Die Ausfuhr von Zucker hat, nachdem in Gdingen große Zuckermagazine errichtet worden waren, folgende Entwicklung genommen. Sie betrug in Tonnen:

    über Danzig:     über Gdingen:
1928 104 649 ----
1929 207 027 23 577
1930 177 952 89 766
1931 192 440 115 529
1932 141 625 88 309
1933 5 238 93 871

Aus der Statistik lassen sich mühelos zahlreiche ähnlich gelagerte Beispiele für die Ablenkung des Warenverkehrs von Danzig nach Gdingen erbringen.
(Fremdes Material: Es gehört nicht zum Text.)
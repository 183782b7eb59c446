//! Byte transports the connection state machine runs over.
//!
//! A [`Transport`] is built once (its constructor plays the role of `init`,
//! `Drop` the role of `free`) and shared by every connection. Per connection
//! it wraps the accepted socket in [`Transport::pre`], moves bytes with
//! [`Transport::read`] / [`Transport::write`] and tidies up in
//! [`Transport::post`].
//!
//! Reads and writes are bounded by wall-clock deadlines rather than retry
//! counts: a read that has not produced a complete request before its
//! deadline fails with [`TransportError::Timeout`], and so does a write that
//! cannot flush the response in time.

use std::future::Future;
use std::time::Duration;

use bytes::BytesMut;
use thiserror::Error;
use tokio::io::{AsyncRead, AsyncReadExt, AsyncWrite, AsyncWriteExt};
use tokio::time::{Instant, timeout_at};

use crate::http::message::Message;
use crate::http::parser::{ParseError, frame_request};
use crate::http::writer::ResponseWriter;

pub mod plain;
pub mod tls;

pub use plain::PlainTransport;
pub use tls::TlsTransport;

/// Bytes requested from the socket per read call.
const READ_CHUNK: usize = 4096;

/// Anything a transport can run over: TCP sockets, duplex pipes in tests.
pub trait Io: AsyncRead + AsyncWrite + Unpin + Send + 'static {}

impl<T> Io for T where T: AsyncRead + AsyncWrite + Unpin + Send + 'static {}

#[derive(Debug, Error)]
pub enum TransportError {
    #[error("deadline of {0:?} elapsed")]
    Timeout(Duration),

    #[error("peer closed the connection")]
    Closed,

    #[error("request exceeds {limit} bytes")]
    TooLarge { limit: usize },

    #[error(transparent)]
    Parse(#[from] ParseError),

    #[error("tls: {0}")]
    Tls(String),

    #[error(transparent)]
    Io(#[from] std::io::Error),
}

/// Bounds applied to a single request read.
#[derive(Debug, Clone, Copy)]
pub struct ReadLimits {
    pub timeout: Duration,
    pub max_bytes: usize,
}

pub trait Transport: Send + Sync + 'static {
    /// The per-connection stream produced by [`Transport::pre`].
    type Stream<S: Io>: Io;

    fn name(&self) -> &'static str;

    /// Opens a cycle on a freshly accepted socket (e.g. the TLS handshake).
    fn pre<S: Io>(
        &self,
        socket: S,
    ) -> impl Future<Output = Result<Self::Stream<S>, TransportError>> + Send;

    /// Reads until `buf` holds a complete request or something goes wrong.
    fn read<S: Io>(
        &self,
        stream: &mut Self::Stream<S>,
        buf: &mut BytesMut,
        limits: ReadLimits,
    ) -> impl Future<Output = Result<Message, TransportError>> + Send {
        read_message(stream, buf, limits)
    }

    /// Flushes the whole serialized response.
    fn write<S: Io>(
        &self,
        stream: &mut Self::Stream<S>,
        writer: &mut ResponseWriter,
        timeout: Duration,
    ) -> impl Future<Output = Result<(), TransportError>> + Send {
        write_message(stream, writer, timeout)
    }

    /// Closes a cycle. `closing` is set when no further cycle will follow.
    fn post<S: Io>(
        &self,
        stream: &mut Self::Stream<S>,
        closing: bool,
    ) -> impl Future<Output = Result<(), TransportError>> + Send;
}

/// Reads from `stream` into `buf` and frames one request.
///
/// Bytes already in `buf` (left over from a previous cycle) are parsed before
/// touching the socket. Only "awaiting header/body" keeps the loop going;
/// every other parse outcome is returned straight away.
pub async fn read_message<S>(
    stream: &mut S,
    buf: &mut BytesMut,
    limits: ReadLimits,
) -> Result<Message, TransportError>
where
    S: AsyncRead + Unpin + Send,
{
    let deadline = Instant::now() + limits.timeout;

    loop {
        if !buf.is_empty() {
            match frame_request(buf) {
                Ok(message) => return Ok(message),
                Err(ParseError::AwaitingBody { expected, received }) => {
                    let header_len = buf.len() - received;
                    if header_len.saturating_add(expected) > limits.max_bytes {
                        return Err(TransportError::TooLarge {
                            limit: limits.max_bytes,
                        });
                    }
                }
                Err(ParseError::AwaitingHeader) => {}
                Err(e) => return Err(e.into()),
            }
        }

        if buf.len() >= limits.max_bytes {
            return Err(TransportError::TooLarge {
                limit: limits.max_bytes,
            });
        }

        buf.reserve(READ_CHUNK);
        let n = match timeout_at(deadline, stream.read_buf(buf)).await {
            Ok(result) => result?,
            Err(_) => return Err(TransportError::Timeout(limits.timeout)),
        };

        if n == 0 {
            return Err(TransportError::Closed);
        }
    }
}

/// Writes everything left in `writer`, advancing its cursor as bytes go out.
pub async fn write_message<S>(
    stream: &mut S,
    writer: &mut ResponseWriter,
    timeout: Duration,
) -> Result<(), TransportError>
where
    S: AsyncWrite + Unpin + Send,
{
    let deadline = Instant::now() + timeout;

    while !writer.is_done() {
        let n = match timeout_at(deadline, stream.write(writer.pending())).await {
            Ok(result) => result?,
            Err(_) => return Err(TransportError::Timeout(timeout)),
        };

        if n == 0 {
            return Err(TransportError::Closed);
        }

        writer.advance(n);
    }

    match timeout_at(deadline, stream.flush()).await {
        Ok(result) => Ok(result?),
        Err(_) => Err(TransportError::Timeout(timeout)),
    }
}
Im Laufe weniger Jahre erhielt der polnische Staatshafen ein Übergewicht, wie es anteilsmäßig in folgender Übersicht zum Ausdruck kommt:

Von dem über die Danzig-polnische Seegrenze gegangenen Warenverkehr entfielen in Prozenten

    auf Danzig:     auf Gdingen:
1929 75,2 24,8
1930 69,2 30,8
1931 61,1 38,9
1932 51,3 48,7
1933 45,8 54,2


Anteil Danzigs und Gdingens
am Wert des polnischen Außenhandels 1938
Anteil Danzigs und Gdingens am Wert des polnischen Außenhandels
1938

[269-272=Fototeil] [273] Es ist immerhin kennzeichnend für die Haltung der polnischen Regierung dem Danziger Hafen gegenüber, daß die Verlagerung des Schwergewichts im polnischen Seehandel von Danzig nach Gdingen am stärksten in jenen Jahren vor sich ging, in denen die Danziger Regierung vor den Instanzen des Völkerbundes, der ja der "Beschützer" der Freien Stadt Danzig sein sollte, um die Lebensrechte des Danziger Hafens und der Danziger Wirtschaft rang. Am 9. Mai 1930 hatte der Senat der Freien Stadt Danzig an den Hohen Kommissar des Völkerbundes in Danzig einen Klageantrag gerichtet, der davon ausgeht, daß entsprechend der Entscheidung Sir Richard Hakings vom 15. August 1921 "einerseits die polnische Regierung verpflichtet ist, den Hafen von Danzig voll auszunutzen, welche andere Häfen sie in Zukunft auch an der Ostseeküste errichten mag, und andererseits die Danziger Regierung verpflichtet ist, die Interessen Polens bezüglich des freien Zuganges zum Meere zu allen Zeiten zu wahren". Die Danziger Regierung bat den Hohen Kommissar, dahin zu entscheiden, daß die polnische Regierung verpflichtet ist, alle Maßnahmen zu treffen, um den nicht über die Landesgrenze Polens gehenden Verkehr über den Danziger Hafen gehen zu lassen; alles zu tun, um den Hafen von Danzig und die Zufahrtswege der Eisenbahnen und Wasserstraßen entsprechend zu entwickeln und zu verbessern; alle Maßnahmen in Bezug auf andere Häfen zu unterlassen, durch welche der Waren- und Personenverkehr von Danzig abgelenkt wird.